Re: Candidate Linux ABI for Intel AMX and hypothetical new related features

From: Andy Lutomirski
Date: Thu Apr 15 2021 - 12:24:52 EST


On Wed, Apr 14, 2021 at 2:48 PM Len Brown <lenb@xxxxxxxxxx> wrote:
>

>
> > Then I take the transition penalty into and out of AMX code (I'll
> > believe there is no penalty when I see it -- we've had a penalty with
> > VEX and with AVX-512) and my program runs *slower*.
>
> If you have a clear definition of what "transition penalty" is, please share it.

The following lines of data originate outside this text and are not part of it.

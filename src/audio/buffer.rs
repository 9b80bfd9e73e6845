use std::path::Path;
use std::sync::Arc;

use crate::assets::media::{
    AudioPcm, MIX_SAMPLE_RATE, decode_audio_bytes_f32_stereo, decode_audio_f32_stereo,
};
use crate::foundation::error::{ReelError, ReelResult};

/// Decoded, immutable interleaved PCM.
///
/// Cloning shares the samples, so one decoded background track can feed any number of playback
/// and export sessions.
#[derive(Clone, Debug, PartialEq)]
pub struct PcmBuffer {
    sample_rate: u32,
    channels: u16,
    samples: Arc<[f32]>,
}

impl PcmBuffer {
    pub fn new(sample_rate: u32, channels: u16, interleaved: Vec<f32>) -> ReelResult<Self> {
        if sample_rate == 0 {
            return Err(ReelError::validation("pcm sample_rate must be non-zero"));
        }
        if channels == 0 {
            return Err(ReelError::validation("pcm channels must be non-zero"));
        }
        if !interleaved.len().is_multiple_of(usize::from(channels)) {
            return Err(ReelError::validation(
                "pcm sample count is not a multiple of the channel count",
            ));
        }
        Ok(Self {
            sample_rate,
            channels,
            samples: interleaved.into(),
        })
    }

    /// Decode an audio file through ffmpeg at the mix sample rate.
    pub fn decode_file(path: &Path) -> ReelResult<Self> {
        Self::try_from(decode_audio_f32_stereo(path, MIX_SAMPLE_RATE)?)
    }

    /// Decode an in-memory encoded audio payload at the mix sample rate.
    pub fn decode_bytes(bytes: &[u8]) -> ReelResult<Self> {
        Self::try_from(decode_audio_bytes_f32_stereo(bytes, MIX_SAMPLE_RATE)?)
    }

    pub fn sample_rate(&self) -> u32 {
        self.sample_rate
    }

    pub fn channels(&self) -> u16 {
        self.channels
    }

    pub fn samples(&self) -> &[f32] {
        &self.samples
    }

    /// Number of sample frames (one sample per channel).
    pub fn frames(&self) -> usize {
        self.samples.len() / usize::from(self.channels)
    }

    pub fn duration_secs(&self) -> f64 {
        self.frames() as f64 / f64::from(self.sample_rate)
    }

    pub fn is_empty(&self) -> bool {
        self.samples.is_empty()
    }
}

impl TryFrom<AudioPcm> for PcmBuffer {
    type Error = ReelError;

    fn try_from(pcm: AudioPcm) -> ReelResult<Self> {
        Self::new(pcm.sample_rate, pcm.channels, pcm.interleaved_f32)
    }
}

#[cfg(test)]
#[path = "../../tests/unit/audio/buffer.rs"]
mod tests;
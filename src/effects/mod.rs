pub mod composite;
pub mod fit;
pub mod transitions;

Given the generally awful state of Intel's documentation about these
issues, it's quite hard to tell for real. But here are some examples.

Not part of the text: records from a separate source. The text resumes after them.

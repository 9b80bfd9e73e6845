use std::sync::{Arc, Mutex, MutexGuard, PoisonError};

use crate::audio::graph::{AudioDestination, BusVoice, DestinationClock, MixBus};
use crate::audio::mix::{ScheduledBus, mix_buses};
use crate::foundation::error::{ReelError, ReelResult};

#[derive(Debug)]
struct CapturedBus {
    bus: MixBus,
    start_sec: Option<f64>,
    stopped: bool,
}

/// Capture-oriented destination: records the connected buses and renders them offline into
/// one PCM track that is muxed with the exported frames.
///
/// Time zero of this destination is the first output frame.
#[derive(Debug, Clone)]
pub struct CaptureDestination {
    sample_rate: u32,
    channels: u16,
    buses: Arc<Mutex<Vec<CapturedBus>>>,
}

impl CaptureDestination {
    pub fn new(sample_rate: u32, channels: u16) -> Self {
        Self {
            sample_rate,
            channels,
            buses: Arc::new(Mutex::new(Vec::new())),
        }
    }

    pub fn sample_rate(&self) -> u32 {
        self.sample_rate
    }

    pub fn channels(&self) -> u16 {
        self.channels
    }

    /// Number of buses that were started and not yet stopped.
    pub fn live_buses(&self) -> usize {
        lock(&self.buses)
            .iter()
            .filter(|b| b.start_sec.is_some() && !b.stopped)
            .count()
    }

    /// Render `total_frames` sample frames of the started buses as interleaved PCM.
    pub fn render(&self, total_frames: u64) -> Vec<f32> {
        let scheduled: Vec<ScheduledBus> = lock(&self.buses)
            .iter()
            .filter_map(|b| {
                b.start_sec.map(|start_sec| ScheduledBus {
                    bus: b.bus.clone(),
                    start_sec,
                })
            })
            .collect();
        mix_buses(&scheduled, self.sample_rate, self.channels, total_frames)
    }
}

fn lock<T>(m: &Mutex<T>) -> MutexGuard<'_, T> {
    m.lock().unwrap_or_else(PoisonError::into_inner)
}

impl AudioDestination for CaptureDestination {
    fn clock(&self) -> DestinationClock {
        DestinationClock::Offline
    }

    fn current_time(&self) -> f64 {
        0.0
    }

    fn connect(&mut self, bus: MixBus) -> ReelResult<Box<dyn BusVoice>> {
        let mut buses = lock(&self.buses);
        buses.push(CapturedBus {
            bus,
            start_sec: None,
            stopped: false,
        });
        Ok(Box::new(CaptureVoice {
            buses: self.buses.clone(),
            index: buses.len() - 1,
        }))
    }
}

struct CaptureVoice {
    buses: Arc<Mutex<Vec<CapturedBus>>>,
    index: usize,
}

impl BusVoice for CaptureVoice {
    fn start(&mut self, at: f64) -> ReelResult<()> {
        let mut buses = lock(&self.buses);
        let b = &mut buses[self.index];
        if b.start_sec.is_some() {
            return Err(ReelError::mix_graph("capture voice already started"));
        }
        b.start_sec = Some(at);
        Ok(())
    }

    fn stop(&mut self) -> ReelResult<()> {
        let mut buses = lock(&self.buses);
        let b = &mut buses[self.index];
        if b.stopped {
            return Err(ReelError::mix_graph("capture voice already stopped"));
        }
        b.stopped = true;
        Ok(())
    }
}

#[cfg(test)]
#[path = "../../tests/unit/audio/capture.rs"]
mod tests;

VEX: Figures 11-1 ("AVX-SSE Transitions in the Broadwell, and Prior
Generation Microarchitectures") and 11-2 ("AVX-SSE Transitions in the
Skylake Microarchitecture"). We *still* have a performance regression
in the upstream kernel because, despite all common sense, the CPUs
consider LDMXCSR to be an SSE instruction and VLDMXCSR to be an AVX
instruction despite the fact that neither one of them touch the XMM or
YMM state at all.

AVX-512:

https://lore.kernel.org/linux-crypto/CALCETrU06cuvUF5NDSm8--dy3dOkxYQ88cGWaakOQUE4Vkz88w@xxxxxxxxxxxxxx/

https://travisdowns.github.io/blog/2020/01/17/avxfreq1.html





>
> Lacking one, I'll assume you are referring to the
> impact on turbo frequency of using AMX hardware?
>
> Again...
>
> On the hardware that supports AMX, there is zero impact on frequency
> due to the presence of AMX state, whether modified or unmodified.
>
> We resolved on another thread that Linux will never allow entry
> into idle with modified AMX state, and so AMX will have zero impact
> on the ability of the process to enter deep power-saving C-states.
>
> It is true that AMX activity is considered when determining max turbo.
> (as it must be)
> However, the *release* of the turbo credits consumed by AMX is
> "several orders of magnitude" faster on this generation
> than it was for AVX-512 on pre-AMX hardware.

What is the actual impact of a trivial function that initializes the
tile config, does one tiny math op, and then does TILERELEASE?

> Yes, the proposal, and the working patch set on the list, context
> switches XFD -- which is exactly what that hardware was designed to do.
> If the old and new tasks have the same value of XFD, the MSR write is skipped.
>
> I'm not aware of any serious proposal to context-switch XCR0,
> as it would break the current programming model, where XCR0
> advertises what the OS supports. It would also impact performance,
> as every write to XCR0 necessarily provokes a VMEXIT.

You're arguing against a nonsensical straw man.

In the patches, *as submitted*, if you trip the XFD #NM *once* and you
are the only thread on the system to do so, you will eat the cost of a
WRMSR on every subsequent context switch. This is not free. If we
use XCR0 (I'm not saying we will -- I'm just mentioning at a
possibility), then the penalty is presumably worse due to the VMX
issue.